The report argues that because a large share of the country’s HIV-positive population are employed by Indian industry, businesses can gain from early and decisive action to prevent HIV and AIDS. The paper also shows the advantages businesses bring to the fight against the pandemic and how the Indian government supports companies involved in HIV/AIDS interventions.

(Source: Eldis Corporate Responsibility Reporter, 6 September www.eldis.org/csr. Eldis is a service of the Institute of Development Studies, University of Sussex)

South Africa: Setback for New AIDS Policy

The new AIDS policy in South Africa suffered a severe setback when the Deputy Minister of Health, Nozizwe Madlala-Routledge was forced to resign in August.

During the long sick leave of Health Minister Manto Tshabalala-Msimang, the Deputy Minister had worked for a turn-around in the government’s AIDS policy, advocating a massive increase in antiretroviral treatment. This had been delayed for years by the Health Minister who encouraged people living with HIV/AIDS to treat it with garlic, beetroot and olive oil.

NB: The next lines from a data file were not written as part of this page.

// This Source Code Form is subject to the terms of the Mozilla Public
// License, v. 2.0. If a copy of the MPL was not distributed with this
// file, You can obtain one at https://mozilla.org/MPL/2.0/.

//! Error types for context serialization.

/// Result type alias for context operations.
pub type Result<T> = std::result::Result<T, Error>;

/// Errors that can occur while encoding or decoding a scene context.
#[derive(Debug, thiserror::Error)]
pub enum Error {
    /// The JSON payload could not be produced or parsed.
    #[error("scene context JSON error: {0}")]
    Json(#[from] serde_json::Error),
}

(Source: various newspaper reports)

News from the Global Union Programme and Global Union Federations

The ICEM is represented on the Steering Committee of the Global Union AIDS Programme. The last meeting took place in Geneva on 3 October. Among other, the meeting discussed a closer engagement of Global Unions with the Global Fund and an initiative to cooperate with the World Bank. A meeting will take place in Washington in December involving the mining, transport, health and education sectors.

In its most recent HIV/AIDS updates (nos. 26, 27, 28 and 29 of 1 and 15 August and 1 and 15 September) the International Transport Workers’ Federation (ITF) www.itfglobal.org reports, among other, on an agreement between the union and the employers on an HIV/AIDS policy for the railway industry in Zimbabwe; how low levels of awareness and prevalent social stigma contribute to the spread of the disease in Pakistan.

The Nigerian Government has approved a policy providing guidelines that aim to assist in the establishment of workplace HIV/AIDS policies in the formal sectors, as well as in the informal economy.